A trend that was first started for the comfort of coders, dark mode is now used by many designers and users to reduce the luminance emitted from screens, which helps prevent eye strain. More than a comfort for your eye or an aesthetic choice, using dark mode limits the environmental impact of a website by reducing screen light.
To go further in the direction of low-impact web design, limiting the use of fonts and deleting cookies are small actions that can impact a larger scale. More and more research is done to consider digital sustainability in web design. I encourage everyone to learn more about the environmental impact of being online as it consumes a lot of electricity.
Digital experiments are increasingly being introduced into the art space, and a current exhibition that addresses the topic of In praise of shadows is certainly Dark Matter in Berlin. In the exhibition, the audience passes through different spaces where they can experience darkness and light mixed with sound and the movement of objects.

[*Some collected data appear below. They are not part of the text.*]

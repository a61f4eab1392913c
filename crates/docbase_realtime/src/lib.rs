//! Real-time change fan-out for docbase.
//!
//! Subscribers present an HMAC-signed capability token scoped to one
//! tenant and one collection grant (or a wildcard). The [`Gateway`]
//! admits connections, filters subscription requests to what the token
//! permits, and forwards change-event payloads verbatim. The bridge
//! couples the gateway to the engine's in-process event bus.
//!
//! The transport itself (WebSocket, SSE) is out of scope; a routing
//! shell owns the sockets and drives [`Gateway::connect`],
//! [`Gateway::subscribe`], and the per-connection receivers.

#![deny(unsafe_code)]
#![warn(missing_docs)]

mod bridge;
mod error;
mod gateway;
mod token;

pub use bridge::spawn_bridge;
pub use error::{GatewayError, GatewayResult};
pub use gateway::{ConnectionId, Gateway, GatewayConfig};
pub use token::{
    TokenClaims, TokenIssuer, TokenVerifier, DEFAULT_TOKEN_LIFETIME, PERMISSION_SUBSCRIBE,
    SIGNATURE_LEN, WILDCARD_GRANT,
};
//! Capability tokens for realtime subscribers.
//!
//! A token is the serialized claims JSON followed by a 32-byte
//! HMAC-SHA256 trailer over those bytes, signed with a shared secret.
//! Tokens are opaque bytes on the wire; callers base64 them for
//! transports that need text.

use crate::error::{GatewayError, GatewayResult};
use chrono::Utc;
use hmac::{Hmac, Mac};
use serde::{Deserialize, Serialize};
use sha2::Sha256;
use std::time::Duration;

type HmacSha256 = Hmac<Sha256>;

/// Length of the HMAC-SHA256 trailer.
pub const SIGNATURE_LEN: usize = 32;

/// Grant value admitting every collection of the tenant.
pub const WILDCARD_GRANT: &str = "*";

/// Default token lifetime: 24 hours.
pub const DEFAULT_TOKEN_LIFETIME: Duration = Duration::from_secs(24 * 60 * 60);

/// Permission required to subscribe to channels.
pub const PERMISSION_SUBSCRIBE: &str = "subscribe";

/// The signed claims carried by a token.
#[derive(Debug, Clone, PartialEq, Eq, Serialize, Deserialize)]
pub struct TokenClaims {
    /// The tenant the token is scoped to.
    pub tenant: String,
    /// A collection name, or [`WILDCARD_GRANT`] for all collections.
    pub grant: String,
    /// Granted permissions, e.g. `["subscribe"]`.
    pub permissions: Vec<String>,
    /// Issued-at, Unix seconds.
    pub iat: i64,
    /// Expiry, Unix seconds.
    pub exp: i64,
}

impl TokenClaims {
    /// Returns true if the expiry has passed at `now` (Unix seconds).
    #[must_use]
    pub const fn is_expired(&self, now: i64) -> bool {
        now >= self.exp
    }

    /// Returns true if the claims carry the permission.
    #[must_use]
    pub fn has_permission(&self, permission: &str) -> bool {
        self.permissions.iter().any(|p| p == permission)
    }

    /// Returns true if the claims admit `channel` under `namespace`.
    ///
    /// A channel is `{namespace}:{tenant}:{collection}`; the tenant must
    /// match exactly and the collection must match the grant, with
    /// [`WILDCARD_GRANT`] admitting every collection.
    #[must_use]
    pub fn permits_channel(&self, namespace: &str, channel: &str) -> bool {
        let Some(rest) = channel.strip_prefix(namespace).and_then(|r| r.strip_prefix(':')) else {
            return false;
        };
        let Some((tenant, collection)) = rest.split_once(':') else {
            return false;
        };
        tenant == self.tenant
            && !collection.is_empty()
            && (self.grant == WILDCARD_GRANT || self.grant == collection)
    }
}

/// Issues signed capability tokens.
#[derive(Clone)]
pub struct TokenIssuer {
    secret: Vec<u8>,
    lifetime: Duration,
}

impl TokenIssuer {
    /// Creates an issuer with the default 24-hour lifetime.
    #[must_use]
    pub fn new(secret: impl Into<Vec<u8>>) -> Self {
        Self {
            secret: secret.into(),
            lifetime: DEFAULT_TOKEN_LIFETIME,
        }
    }

    /// Sets the token lifetime.
    #[must_use]
    pub const fn with_lifetime(mut self, lifetime: Duration) -> Self {
        self.lifetime = lifetime;
        self
    }

    /// Issues a token for a tenant with the given collection grant.
    ///
    /// # Errors
    ///
    /// Returns an error if the claims cannot be serialized.
    pub fn issue(
        &self,
        tenant: impl Into<String>,
        grant: impl Into<String>,
        permissions: Vec<String>,
    ) -> GatewayResult<Vec<u8>> {
        let iat = Utc::now().timestamp();
        let exp = iat + self.lifetime.as_secs() as i64;
        let claims = TokenClaims {
            tenant: tenant.into(),
            grant: grant.into(),
            permissions,
            iat,
            exp,
        };

        let mut token = serde_json::to_vec(&claims)?;
        let signature = sign(&self.secret, &token);
        token.extend_from_slice(&signature);
        Ok(token)
    }
}

impl std::fmt::Debug for TokenIssuer {
    fn fmt(&self, f: &mut std::fmt::Formatter<'_>) -> std::fmt::Result {
        f.debug_struct("TokenIssuer")
            .field("lifetime", &self.lifetime)
            .finish_non_exhaustive()
    }
}

/// Verifies token signatures and expiry.
#[derive(Clone)]
pub struct TokenVerifier {
    secret: Vec<u8>,
}

impl TokenVerifier {
    /// Creates a verifier sharing the issuer's secret.
    #[must_use]
    pub fn new(secret: impl Into<Vec<u8>>) -> Self {
        Self {
            secret: secret.into(),
        }
    }

    /// Verifies a token and returns its claims.
    ///
    /// # Errors
    ///
    /// Returns `InvalidToken` on a malformed or mis-signed token and
    /// `TokenExpired` past the expiry.
    pub fn verify(&self, token: &[u8]) -> GatewayResult<TokenClaims> {
        if token.len() <= SIGNATURE_LEN {
            return Err(GatewayError::invalid_token("token too short"));
        }
        let (body, signature) = token.split_at(token.len() - SIGNATURE_LEN);

        let mut mac =
            HmacSha256::new_from_slice(&self.secret).expect("HMAC can take key of any size");
        mac.update(body);
        if mac.verify_slice(signature).is_err() {
            return Err(GatewayError::invalid_token("signature mismatch"));
        }

        let claims: TokenClaims = serde_json::from_slice(body)
            .map_err(|_| GatewayError::invalid_token("malformed claims"))?;
        if claims.is_expired(Utc::now().timestamp()) {
            return Err(GatewayError::TokenExpired);
        }
        Ok(claims)
    }
}

impl std::fmt::Debug for TokenVerifier {
    fn fmt(&self, f: &mut std::fmt::Formatter<'_>) -> std::fmt::Result {
        f.debug_struct("TokenVerifier").finish_non_exhaustive()
    }
}

fn sign(secret: &[u8], data: &[u8]) -> [u8; SIGNATURE_LEN] {
    let mut mac =
        HmacSha256::new_from_slice(secret).expect("HMAC can take key of any size");
    mac.update(data);
    mac.finalize().into_bytes().into()
}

The exhibition is seen as a living organism that evolves and changes over time, illuminating the darkness of the exhibition spaces in varied ways.
I find it fascinating to link the work of a Japanese novelist with modern installations, which were designed to trigger the audience's perception of light and darkness, just as in the book.
These were only a few points to learn from the Japanese perspective of light and darkness and to take this vision into account in future work. In your daily life, I also invite you to think about how different lighting affects your mood and how you can appreciate darker spaces.